I have various other Linux distros on other partitions and am trying to write a command called "on" that will run a shell command in that distro as the same user and in the same directory as I am in on the host filesystem in a way that preserves arguments containing spaces or wildcard characters.
I have got as far as
#! /bin/sh
# on: Run a command as the same user in the same directory inside a chroot
# Usage: on directory command [args]
chrootdir="$1"
shift
sudo chroot --userspec="`whoami`" "$chrootdir" sh -c "cd \"`pwd`\" && $@"
which will run it as the same user in the same dir, but would fail if there are spaces in the arguments (or the comnand name!).
One solution is a cd-ing wrapper script:
#! /bin/sh
# Run a command in a specified directory
# Usage: runin dir command [args]
cd "$1" && shift && cmd="$2" && shift && exec "$cmd" "$@"
called by
#! /bin/sh
# on: Run a command as the same user in the same directory inside a chroot
# Usage: on directory command [args]
chrootdir="$1"
shift
sudo chroot --userspec="`whoami`" "$chrootdir" runin "`pwd`" "$@"
but the wrapper has to exist in all the chroot environments, which is boring.
Is there a way to make a single command on the host system that makes the "cd" happen in the chroot, correctly preserving all arguments?

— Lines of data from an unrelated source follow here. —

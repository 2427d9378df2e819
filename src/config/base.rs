//! `[base]` section configuration.
//!
//! Contains basic site information like title, author, description, etc.

use super::defaults;
use educe::Educe;
use serde::{Deserialize, Serialize};

/// `[base]` section in quire.toml - basic site metadata.
///
/// # Example
/// ```toml
/// [base]
/// title = "Contributor Handbook"
/// description = "Developer documentation"
/// author = "Alice"
/// url = "https://docs.example.com"
/// ```
#[derive(Debug, Clone, Educe, Serialize, Deserialize)]
#[educe(Default)]
#[serde(deny_unknown_fields)]
pub struct BaseConfig {
    /// Site title displayed in browser tab and page headers.
    pub title: String,

    /// Author name for meta tags.
    #[serde(default = "defaults::base::author")]
    #[educe(Default = defaults::base::author())]
    pub author: String,

    /// Site description for SEO meta tags.
    #[serde(default)]
    pub description: String,

    /// Base URL for absolute links.
    #[serde(default = "defaults::base::url")]
    #[educe(Default = defaults::base::url())]
    pub url: Option<String>,

    /// BCP 47 language code (e.g., "en-US", "de-DE").
    #[serde(default = "defaults::base::language")]
    #[educe(Default = defaults::base::language())]
    pub language: String,
}

#[cfg(test)]
mod tests {
    use super::super::SiteConfig;

    #[test]
    fn test_base_config_full() {
        let config = r#"
            [base]
            title = "Handbook"
            description = "Contributor docs"
            url = "https://docs.example.com"
            language = "de-DE"
        "#;
        let config: SiteConfig = toml::from_str(config).unwrap();

        assert_eq!(config.base.title, "Handbook");
        assert_eq!(config.base.description, "Contributor docs");
        assert_eq!(config.base.url, Some("https://docs.example.com".to_string()));
        assert_eq!(config.base.language, "de-DE");
    }

    #[test]
    fn test_base_config_defaults() {
        let config = r#"
            [base]
            title = "Test"
        "#;
        let config: SiteConfig = toml::from_str(config).unwrap();

        assert_eq!(config.base.author, "<YOUR_NAME>");
        assert_eq!(config.base.language, "en-US");
        assert_eq!(config.base.url, None);
        assert_eq!(config.base.description, "");
    }

    #[test]
    fn test_unknown_field_rejection() {
        let config = r#"
            [base]
            title = "Test"
            unknown_field = "should_fail"
        "#;
        let result: Result<SiteConfig, _> = toml::from_str(config);

        assert!(result.is_err());
        let err = result.unwrap_err().to_string();
        assert!(err.contains("unknown field"));
    }

    #[test]
    fn test_base_config_unicode() {
        let config = r#"
            [base]
            title = "Stilrichtlinien — für Beitragende"
            author = "René"
        "#;
        let config: SiteConfig = toml::from_str(config).unwrap();

        assert_eq!(config.base.title, "Stilrichtlinien — für Beitragende");
        assert_eq!(config.base.author, "René");
    }
}
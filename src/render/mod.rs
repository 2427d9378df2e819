//! Rendering of parsed pages to target markup.

pub mod html;

pub use html::{heading_slug, html_escape, render_body};
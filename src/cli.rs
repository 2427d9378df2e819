//! Command-line interface definitions.
//!
//! Defines all CLI arguments and subcommands using clap.

use clap::{Parser, Subcommand};
use std::path::PathBuf;

/// Quire documentation site builder CLI
#[derive(Parser, Debug, Clone)]
#[command(version, about, long_about = None, arg_required_else_help = true)]
pub struct Cli {
    /// Project root directory
    #[arg(short, long)]
    pub root: Option<PathBuf>,

    /// Content directory path (relative to project root)
    #[arg(short, long)]
    pub content: Option<PathBuf>,

    /// Output directory path (relative to project root)
    #[arg(short, long)]
    pub output: Option<PathBuf>,

    /// Config file name (default: quire.toml)
    #[arg(short = 'C', long, default_value = "quire.toml")]
    pub config: PathBuf,

    /// subcommands
    #[command(subcommand)]
    pub command: Commands,
}

/// Shared build arguments for Build and Serve commands
#[derive(clap::Args, Debug, Clone)]
pub struct BuildArgs {
    /// Clean output directory completely before building
    #[arg(long)]
    pub clean: bool,

    /// Minify the html content
    #[arg(short, long, action = clap::ArgAction::Set, num_args = 0..=1, default_missing_value = "true", require_equals = false)]
    pub minify: Option<bool>,

    /// Override base URL for the site.
    ///
    /// Useful for CI/CD deployments where the production URL differs from
    /// local development, without modifying quire.toml.
    #[arg(long = "base-url")]
    pub base_url: Option<String>,
}

/// Available subcommands
#[derive(Subcommand, Debug, Clone)]
pub enum Commands {
    /// Init a template site
    Init {
        /// the name(path) of site directory, related to `root`
        name: Option<PathBuf>,
    },

    /// Build the site from content pages
    Build {
        #[command(flatten)]
        build_args: BuildArgs,
    },

    /// Build the site and serve it locally
    Serve {
        #[command(flatten)]
        build_args: BuildArgs,

        /// Interface to bind on
        #[arg(short, long)]
        interface: Option<String>,

        /// The port you should provide
        #[arg(short, long)]
        port: Option<u16>,
    },
}

impl Cli {
    pub const fn is_init(&self) -> bool {
        matches!(self.command, Commands::Init { .. })
    }

    /// Shared build arguments, if the command carries them.
    pub const fn build_args(&self) -> Option<&BuildArgs> {
        match &self.command {
            Commands::Build { build_args } | Commands::Serve { build_args, .. } => {
                Some(build_args)
            }
            Commands::Init { .. } => None,
        }
    }
}

#[cfg(test)]
mod tests {
    use super::*;

    #[test]
    fn test_parse_build() {
        let cli = Cli::parse_from(["quire", "build", "--clean"]);
        assert!(!cli.is_init());
        assert!(cli.build_args().unwrap().clean);
    }

    #[test]
    fn test_parse_serve_with_port() {
        let cli = Cli::parse_from(["quire", "serve", "--port", "3000"]);
        let Commands::Serve { port, .. } = &cli.command else {
            panic!("expected serve");
        };
        assert_eq!(*port, Some(3000));
    }

    #[test]
    fn test_parse_init_name() {
        let cli = Cli::parse_from(["quire", "init", "my-docs"]);
        assert!(cli.is_init());
        assert!(cli.build_args().is_none());
    }

    #[test]
    fn test_minify_flag_forms() {
        let cli = Cli::parse_from(["quire", "build", "--minify"]);
        assert_eq!(cli.build_args().unwrap().minify, Some(true));

        let cli = Cli::parse_from(["quire", "build", "--minify", "false"]);
        assert_eq!(cli.build_args().unwrap().minify, Some(false));

        let cli = Cli::parse_from(["quire", "build"]);
        assert_eq!(cli.build_args().unwrap().minify, None);
    }
}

Just execute the script and pass the arguments like you do in your script:
sudo chroot --userspec="$(id -u):$(id -g)" "$1" \
sh -c 'cd "$1" && shift && exec "$@"' sudosh "$(pwd)" "$@"
Notes:
$(...)
over backticks\"pwd\"
. If you want to quote something, use printf "%q"
. In this case, pass as parameter and properly quote inside subshell sh -c 'echo "$1"' -- "$(pwd)"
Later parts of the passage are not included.